(INPUT DATA begins)
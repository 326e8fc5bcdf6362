//! Reducer composition utilities
//!
//! This module provides utilities for composing reducers in various ways:
//! - **`combine_reducers`**: Run multiple reducers on the same state/action
//! - **`scope_reducer`**: Focus a reducer on a subset of state
//! - **`reducer_fn`**: Turn a closure into a reducer
//!
//! A typical application splits its domain into slices (a list of items, UI
//! flags, a filter) with one reducer each, scopes every slice reducer onto its
//! field of the root state, and combines the scoped reducers into the root
//! reducer handed to the reconciler.

use crate::action::{Action, Command};
use crate::reducer::Reducer;
use std::marker::PhantomData;

/// Combines multiple reducers that operate on the same state and command types.
///
/// Each reducer is run in sequence, in the order given.
///
/// # Examples
///
/// ```
/// use optimistic_core::action::{Action, Command};
/// use optimistic_core::composition::{combine_reducers, reducer_fn};
///
/// #[derive(Clone, Debug)]
/// struct Bump;
///
/// impl Command for Bump {
///     type Response = ();
///     fn kind(&self) -> &'static str {
///         "BUMP"
///     }
/// }
///
/// #[derive(Default)]
/// struct Counters {
///     started: u32,
///     seen: u32,
/// }
///
/// let combined = combine_reducers(vec![
///     Box::new(reducer_fn(|state: &mut Counters, action: &Action<Bump>| {
///         if action.is_started() {
///             state.started += 1;
///         }
///     })),
///     Box::new(reducer_fn(|state: &mut Counters, _action: &Action<Bump>| state.seen += 1)),
/// ]);
///
/// use optimistic_core::reducer::Reducer;
/// let mut state = Counters::default();
/// combined.reduce(&mut state, &Action::sync(Bump));
/// assert_eq!((state.started, state.seen), (1, 1));
/// ```
#[must_use]
pub fn combine_reducers<S, C>(
    reducers: Vec<Box<dyn Reducer<State = S, Command = C> + Send + Sync>>,
) -> CombinedReducer<S, C>
where
    S: 'static,
    C: Command,
{
    CombinedReducer { reducers }
}

/// A combined reducer that runs multiple reducers in sequence.
///
/// Created by [`combine_reducers`].
pub struct CombinedReducer<S, C>
where
    S: 'static,
    C: Command,
{
    reducers: Vec<Box<dyn Reducer<State = S, Command = C> + Send + Sync>>,
}

impl<S, C> Reducer for CombinedReducer<S, C>
where
    S: 'static,
    C: Command,
{
    type State = S;
    type Command = C;

    fn reduce(&self, state: &mut Self::State, action: &Action<Self::Command>) {
        for reducer in &self.reducers {
            reducer.reduce(state, action);
        }
    }
}

/// Scopes a reducer to operate on a subset of a larger state.
///
/// This allows you to reuse reducers designed for smaller state types
/// within a larger application state.
///
/// # Examples
///
/// ```
/// use optimistic_core::action::{Action, Command};
/// use optimistic_core::composition::{reducer_fn, scope_reducer};
/// use optimistic_core::reducer::Reducer;
///
/// #[derive(Clone, Debug)]
/// struct Push(u8);
///
/// impl Command for Push {
///     type Response = ();
///     fn kind(&self) -> &'static str {
///         "PUSH"
///     }
/// }
///
/// #[derive(Default)]
/// struct AppState {
///     items: Vec<u8>,
///     title: String,
/// }
///
/// let items = reducer_fn(|items: &mut Vec<u8>, action: &Action<Push>| items.push(action.command().0));
/// let scoped = scope_reducer(items, |app: &mut AppState| &mut app.items);
///
/// let mut state = AppState::default();
/// scoped.reduce(&mut state, &Action::sync(Push(3)));
/// assert_eq!(state.items, vec![3]);
/// assert!(state.title.is_empty());
/// ```
pub fn scope_reducer<S, SubS, R>(reducer: R, lens: fn(&mut S) -> &mut SubS) -> ScopedReducer<S, SubS, R>
where
    R: Reducer<State = SubS>,
{
    ScopedReducer {
        reducer,
        lens,
        _phantom: PhantomData,
    }
}

/// A scoped reducer that operates on a subset of state.
///
/// Created by [`scope_reducer`].
pub struct ScopedReducer<S, SubS, R>
where
    R: Reducer<State = SubS>,
{
    reducer: R,
    lens: fn(&mut S) -> &mut SubS,
    _phantom: PhantomData<fn(&mut S)>,
}

impl<S, SubS, R> Reducer for ScopedReducer<S, SubS, R>
where
    R: Reducer<State = SubS>,
{
    type State = S;
    type Command = R::Command;

    fn reduce(&self, state: &mut Self::State, action: &Action<Self::Command>) {
        self.reducer.reduce((self.lens)(state), action);
    }
}

/// Turns a closure into a reducer.
///
/// Handy for small slices of state and for tests.
pub fn reducer_fn<S, C, F>(f: F) -> FnReducer<S, C, F>
where
    C: Command,
    F: Fn(&mut S, &Action<C>),
{
    FnReducer {
        f,
        _phantom: PhantomData,
    }
}

/// A reducer backed by a closure.
///
/// Created by [`reducer_fn`].
pub struct FnReducer<S, C, F> {
    f: F,
    _phantom: PhantomData<fn(&mut S, &C)>,
}

impl<S, C, F> Reducer for FnReducer<S, C, F>
where
    C: Command,
    F: Fn(&mut S, &Action<C>),
{
    type State = S;
    type Command = C;

    fn reduce(&self, state: &mut Self::State, action: &Action<Self::Command>) {
        (self.f)(state, action);
    }
}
(INPUT DATA ends)
* _WHAT THE TASK REQUIRES_
Looking at the entries above, work out how many lines include the word "sequence" and reply with that number alone.

* _WRITTEN SOLUTION_
2